◆ **WHAT THIS TASK INVOLVES**
When you reach the line containing "StylePropertyId::MaxWidth => self.max_width" in the entries below, start writing out each line exactly, and stop after the line containing "StylePropertyId::Opacity => self.opacity".

[Saved entries]
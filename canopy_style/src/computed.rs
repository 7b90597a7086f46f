// Copyright 2025 the Canopy Authors
// SPDX-License-Identifier: Apache-2.0 OR MIT

//! Computed style records and their read-only resolved view.

use kurbo::Rect;

use crate::id::{PropertyKind, StylePropertyId};
use crate::value::{
    Color, Cursor, Display, Length, ResourceHandle, StyleCursor, StyleKeyword, StyleValue,
    StyleValuePayload, Visibility,
};

/// Per-element result of the cascade.
///
/// `Default` is the initial style: the value every property has before any
/// sheet, inheritance or inline value applies.
#[derive(Clone, Debug, PartialEq)]
pub struct ComputedStyle {
    /// `width`
    pub width: Length,
    /// `height`
    pub height: Length,
    /// `min-width`
    pub min_width: Length,
    /// `max-width`
    pub max_width: Length,
    /// `font-size`
    pub font_size: Length,
    /// `border-width`
    pub border_width: f32,
    /// `flex-grow`
    pub flex_grow: f32,
    /// `flex-shrink`
    pub flex_shrink: f32,
    /// `opacity`
    pub opacity: f32,
    /// `color`
    pub color: Color,
    /// `background-color`
    pub background_color: Color,
    /// `border-color`
    pub border_color: Color,
    /// `background-image`
    pub background_image: Option<ResourceHandle>,
    /// `-unity-font`
    pub font: Option<ResourceHandle>,
    /// `-unity-slice-left`
    pub slice_left: i32,
    /// `display`
    pub display: Display,
    /// `visibility`
    pub visibility: Visibility,
    /// `cursor`
    pub cursor: Cursor,
}

impl Default for ComputedStyle {
    fn default() -> Self {
        Self {
            width: Length::auto(),
            height: Length::auto(),
            min_width: Length::auto(),
            max_width: Length::none(),
            font_size: Length::px(12.0),
            border_width: 0.0,
            flex_grow: 0.0,
            flex_shrink: 1.0,
            opacity: 1.0,
            color: Color::BLACK,
            background_color: Color::CLEAR,
            border_color: Color::CLEAR,
            background_image: None,
            font: None,
            slice_left: 0,
            display: Display::Flex,
            visibility: Visibility::Visible,
            cursor: Cursor::default(),
        }
    }
}

impl ComputedStyle {
    /// Initial style with the inherited properties taken from `parent`.
    #[must_use]
    pub fn inherited_from(parent: &Self) -> Self {
        let mut style = Self::default();
        for id in StylePropertyId::ALL {
            if id.inherits() {
                style.copy_property(id, parent);
            }
        }
        style
    }

    /// Copies one property's value from `source`.
    pub fn copy_property(&mut self, id: StylePropertyId, source: &Self) {
        match id {
            StylePropertyId::Width => self.width = source.width,
            StylePropertyId::Height => self.height = source.height,
            StylePropertyId::MinWidth => self.min_width = source.min_width,
            StylePropertyId::MaxWidth => self.max_width = source.max_width,
            StylePropertyId::FontSize => self.font_size = source.font_size,
            StylePropertyId::BorderWidth => self.border_width = source.border_width,
            StylePropertyId::FlexGrow => self.flex_grow = source.flex_grow,
            StylePropertyId::FlexShrink => self.flex_shrink = source.flex_shrink,
            StylePropertyId::Opacity => self.opacity = source.opacity,
            StylePropertyId::Color => self.color = source.color,
            StylePropertyId::BackgroundColor => self.background_color = source.background_color,
            StylePropertyId::BorderColor => self.border_color = source.border_color,
            StylePropertyId::BackgroundImage => {
                self.background_image.clone_from(&source.background_image);
            }
            StylePropertyId::Font => self.font.clone_from(&source.font),
            StylePropertyId::SliceLeft => self.slice_left = source.slice_left,
            StylePropertyId::Display => self.display = source.display,
            StylePropertyId::Visibility => self.visibility = source.visibility,
            StylePropertyId::Cursor => self.cursor.clone_from(&source.cursor),
        }
    }

    /// Resets one property to its initial value.
    pub fn apply_initial(&mut self, id: StylePropertyId) {
        self.copy_property(id, &Self::default());
    }

    /// Takes one property from `parent`, or its initial value without a parent.
    pub fn inherit(&mut self, id: StylePropertyId, parent: Option<&Self>) {
        match parent {
            Some(parent) => self.copy_property(id, parent),
            None => self.apply_initial(id),
        }
    }

    /// Applies one assignment. `inherit` resolves against `parent`.
    pub fn apply_style_value(&mut self, value: &StyleValue, parent: Option<&Self>) {
        let id = value.id;
        match value.keyword {
            StyleKeyword::Null => {}
            StyleKeyword::Initial => self.apply_initial(id),
            StyleKeyword::Inherit => self.inherit(id, parent),
            StyleKeyword::Auto if id.kind() == PropertyKind::Length => {
                if let Some(slot) = self.length_mut(id) {
                    *slot = Length::auto();
                }
            }
            StyleKeyword::None if id.kind() == PropertyKind::Length => {
                if let Some(slot) = self.length_mut(id) {
                    *slot = Length::none();
                }
            }
            StyleKeyword::None if id.kind() == PropertyKind::Resource => {
                if let Some(slot) = self.resource_mut(id) {
                    *slot = None;
                }
            }
            StyleKeyword::Auto | StyleKeyword::None => self.apply_initial(id),
            StyleKeyword::Undefined => {
                if !self.apply_payload(id, &value.payload) {
                    tracing::debug!(?id, payload = ?value.payload, "payload does not fit property");
                }
            }
        }
    }

    /// Applies the inline cursor.
    pub fn apply_cursor(&mut self, cursor: &StyleCursor) {
        match cursor.keyword {
            StyleKeyword::Null => {}
            StyleKeyword::Undefined => self.cursor.clone_from(&cursor.value),
            _ => self.apply_initial(StylePropertyId::Cursor),
        }
    }

    fn apply_payload(&mut self, id: StylePropertyId, payload: &StyleValuePayload) -> bool {
        match payload {
            StyleValuePayload::None => false,
            StyleValuePayload::Length(length) => {
                self.length_mut(id).map(|s| *s = *length).is_some()
            }
            StyleValuePayload::Float(value) => self.float_mut(id).map(|s| *s = *value).is_some(),
            StyleValuePayload::Color(color) => self.color_mut(id).map(|s| *s = *color).is_some(),
            StyleValuePayload::Resource(handle) => self
                .resource_mut(id)
                .map(|s| *s = Some(handle.clone()))
                .is_some(),
            StyleValuePayload::Int(value) => self.set_int(id, *value),
        }
    }

    fn set_int(&mut self, id: StylePropertyId, value: i32) -> bool {
        match id {
            StylePropertyId::SliceLeft => self.slice_left = value,
            StylePropertyId::Display => {
                self.display = Display::from_index(value).unwrap_or_default();
            }
            StylePropertyId::Visibility => {
                self.visibility = Visibility::from_index(value).unwrap_or_default();
            }
            _ => return false,
        }
        true
    }

    fn length_mut(&mut self, id: StylePropertyId) -> Option<&mut Length> {
        Some(match id {
            StylePropertyId::Width => &mut self.width,
            StylePropertyId::Height => &mut self.height,
            StylePropertyId::MinWidth => &mut self.min_width,
            StylePropertyId::MaxWidth => &mut self.max_width,
            StylePropertyId::FontSize => &mut self.font_size,
            _ => return None,
        })
    }

    fn float_mut(&mut self, id: StylePropertyId) -> Option<&mut f32> {
        Some(match id {
            StylePropertyId::BorderWidth => &mut self.border_width,
            StylePropertyId::FlexGrow => &mut self.flex_grow,
            StylePropertyId::FlexShrink => &mut self.flex_shrink,
            StylePropertyId::Opacity => &mut self.opacity,
            _ => return None,
        })
    }

    fn color_mut(&mut self, id: StylePropertyId) -> Option<&mut Color> {
        Some(match id {
            StylePropertyId::Color => &mut self.color,
            StylePropertyId::BackgroundColor => &mut self.background_color,
            StylePropertyId::BorderColor => &mut self.border_color,
            _ => return None,
        })
    }

    fn resource_mut(&mut self, id: StylePropertyId) -> Option<&mut Option<ResourceHandle>> {
        Some(match id {
            StylePropertyId::BackgroundImage => &mut self.background_image,
            StylePropertyId::Font => &mut self.font,
            _ => return None,
        })
    }
}

/// Read-only view of a computed style, with final layout where known.
///
/// Layout, when present, is authoritative for `width` and `height`.
/// Without layout, pixel lengths are reported as-is and any other length
/// reads as `NaN`.
#[derive(Clone, Copy, Debug)]
pub struct ResolvedStyle<'a> {
    computed: &'a ComputedStyle,
    layout: Option<Rect>,
}

impl<'a> ResolvedStyle<'a> {
    /// Wraps a computed style and its element's layout rectangle.
    #[must_use]
    pub fn new(computed: &'a ComputedStyle, layout: Option<Rect>) -> Self {
        Self { computed, layout }
    }

    /// The underlying computed style.
    #[must_use]
    pub fn computed(&self) -> &'a ComputedStyle {
        self.computed
    }

    #[expect(
        clippy::cast_possible_truncation,
        reason = "layout values are well within f32 range"
    )]
    fn from_layout(value: f64) -> f32 {
        value as f32
    }

    fn pixels(length: Length) -> f32 {
        match length.unit {
            crate::value::LengthUnit::Pixel => length.value,
            _ => f32::NAN,
        }
    }

    /// Final width.
    #[must_use]
    pub fn width(&self) -> f32 {
        self.layout.map_or_else(
            || Self::pixels(self.computed.width),
            |rect| Self::from_layout(rect.width()),
        )
    }

    /// Final height.
    #[must_use]
    pub fn height(&self) -> f32 {
        self.layout.map_or_else(
            || Self::pixels(self.computed.height),
            |rect| Self::from_layout(rect.height()),
        )
    }

    /// Minimum width.
    #[must_use]
    pub fn min_width(&self) -> Length {
        self.computed.min_width
    }

    /// Maximum width.
    #[must_use]
    pub fn max_width(&self) -> Length {
        self.computed.max_width
    }

    /// Font size in pixels.
    #[must_use]
    pub fn font_size(&self) -> f32 {
        Self::pixels(self.computed.font_size)
    }

    /// Border width.
    #[must_use]
    pub fn border_width(&self) -> f32 {
        self.computed.border_width
    }

    /// Flex grow factor.
    #[must_use]
    pub fn flex_grow(&self) -> f32 {
        self.computed.flex_grow
    }

    /// Flex shrink factor.
    #[must_use]
    pub fn flex_shrink(&self) -> f32 {
        self.computed.flex_shrink
    }

    /// Opacity.
    #[must_use]
    pub fn opacity(&self) -> f32 {
        self.computed.opacity
    }

    /// Text color.
    #[must_use]
    pub fn color(&self) -> Color {
        self.computed.color
    }

    /// Background color.
    #[must_use]
    pub fn background_color(&self) -> Color {
        self.computed.background_color
    }

    /// Border color.
    #[must_use]
    pub fn border_color(&self) -> Color {
        self.computed.border_color
    }

    /// Background image.
    #[must_use]
    pub fn background_image(&self) -> Option<&'a ResourceHandle> {
        self.computed.background_image.as_ref()
    }

    /// Font.
    #[must_use]
    pub fn font(&self) -> Option<&'a ResourceHandle> {
        self.computed.font.as_ref()
    }

    /// Left slice of a nine-sliced background.
    #[must_use]
    pub fn slice_left(&self) -> i32 {
        self.computed.slice_left
    }

    /// Display mode.
    #[must_use]
    pub fn display(&self) -> Display {
        self.computed.display
    }

    /// Visibility.
    #[must_use]
    pub fn visibility(&self) -> Visibility {
        self.computed.visibility
    }
}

◆ **TASK SOLUTION**
            StylePropertyId::MaxWidth => self.max_width = source.max_width,
            StylePropertyId::FontSize => self.font_size = source.font_size,
            StylePropertyId::BorderWidth => self.border_width = source.border_width,
            StylePropertyId::FlexGrow => self.flex_grow = source.flex_grow,
            StylePropertyId::FlexShrink => self.flex_shrink = source.flex_shrink,
            StylePropertyId::Opacity => self.opacity = source.opacity,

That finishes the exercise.